UNITED NATIONS (UNITED STATES) (AFP) - 

The United States wants UN peacekeepers in southern Lebanon to take on an expanded mission and investigate alleged violations by Hezbollah militias in the volatile area, Ambassador Nikki Haley said Monday.

The UN Security Council is set to vote on renewing the UN interim force in Lebanon (UNIFIL) later this month, and Haley said she will seek "significant improvements" to its mandate.

UN Secretary-General Antonio Guterres informed the council in a letter sent on Friday that he intended to look at ways in which UNIFIL could beef up its efforts "regarding the illegal presence of armed personnel, weapons or infrastructure inside its area of operations."

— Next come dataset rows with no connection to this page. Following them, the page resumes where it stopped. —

//! Step-level tracing of behavioural specifications through test runs.
//!
//! Tests are bound to spec scenarios (`CALC-1/add-positive`) with the
//! [`scenario`] attribute, emit named steps while they run, and have their
//! outcomes grouped feature → story → scenario into a [`ResultSet`] that is
//! persisted per run.
//!
//! ```no_run
//! use specleft::{scenario, step};
//!
//! #[scenario(feature_id = "CALC-1", scenario_id = "add-positive")]
//! #[test]
//! fn adds_positive_numbers() {
//!     let mut total = 0;
//!     {
//!         let _s = step("clear");
//!         total = 0;
//!     }
//!     specleft::step_with("add 2 and 3", || total += 2 + 3);
//!     let _s = step("check result");
//!     assert_eq!(total, 5);
//! }
//! ```
//!
//! The library never decides whether a test passes. Panics keep unwinding
//! and `Err` values are returned unchanged; this crate only records them.

pub use specleft_macros::{scenario, traced};

mod aggregate;
mod binding;
mod classify;
mod config;
mod context;
mod error;
mod hooks;
mod ids;
mod model;
mod session;
mod spec;
mod store;
mod summary;

pub use aggregate::Aggregator;
pub use binding::{Binding, Registry, ScenarioDecl};
pub use classify::{
    AssertionFailure, DEFAULT_ASSERTION_PREFIXES, DEFAULT_ERROR_PREFIXES, FailureClassifier,
    PanicCapture, PrefixClassifier,
};
pub use config::{
    ClassifierConfig, DEFAULT_RESULTS_DIR, ENV_PREFIX, FILE_NAME, FlushPolicy, ListEnv,
    TraceConfig, UnmatchedPanic,
};
pub use context::{
    StepContext, StepGuard, TIMEOUT_ATTACHMENT, TIMEOUT_VALUE, reinstall_panic_hook, skip_step,
    step, step_with, try_step,
};
pub use error::{SpecleftError, SpecleftResult};
pub use hooks::{Outcome, TestGuard};
pub use ids::{FeatureId, IdentifierKind, MAX_RUN_ID_LEN, RunId, ScenarioId, ScenarioRef, TestId};
pub use model::{
    Failure, FailureKind, FeatureResults, PendingTest, Resolution, ResultSet, ScenarioResults,
    Status, StepRecord, StoryResults, TestResult, UNKNOWN_STORY,
};
pub use session::{Session, SessionBuilder};
pub use spec::{
    ExecutionTime, FilterRejection, Priority, SpecIndex, SpecMetadata, SpecResolver, TagFilter,
    sanitize_marker_name,
};
pub use store::{FsResultStore, MemoryResultStore, ResultStore, SCHEMA_TAG, SCHEMA_VERSION};
pub use summary::{Counts, FeatureSummary, ScenarioSummary, StorySummary, Summary, summary};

"We share the secretary-general's strong desire to enhance UNIFIL's efforts to prevent the spread of illegal arms in southern Lebanon," said Haley in a statement.

"These arms ?- which are almost entirely in the hands of Hezbollah terrorists ?- threaten the security and stability of the region."

"UNIFIL must increase its capacity and commitment to investigating and reporting these violations," she added.

Guterres is expected to discuss UNIFIL's mission when he pays his first visit as UN chief to Israel and the Palestinian territories later this month.

Haley has been a strong supporter of Israel, which fought a month-long war against Hezbollah in 2006. The fighting killed more than 1,200 Lebanese, mostly civilians, and more than 160 Israelis, mostly soldiers.

There has been speculation about the possibility of a new war breaking out between Israel and Hezbollah, a powerful Lebanese paramilitary organization, more than a decade after their last direct confrontation.

There have been periodic skirmishes along the UN-monitored demarcation line between Israel and Lebanon, longtime adversaries which are technically still at war with each other.

Set up in 1978, UNIFIL was beefed up after the 2006 war and now has 10,500 troops on the ground monitoring the ceasefire and helping the Lebanese government secure its borders.

A vote on UNIFIL's mandate at the council is tentatively scheduled for August 30.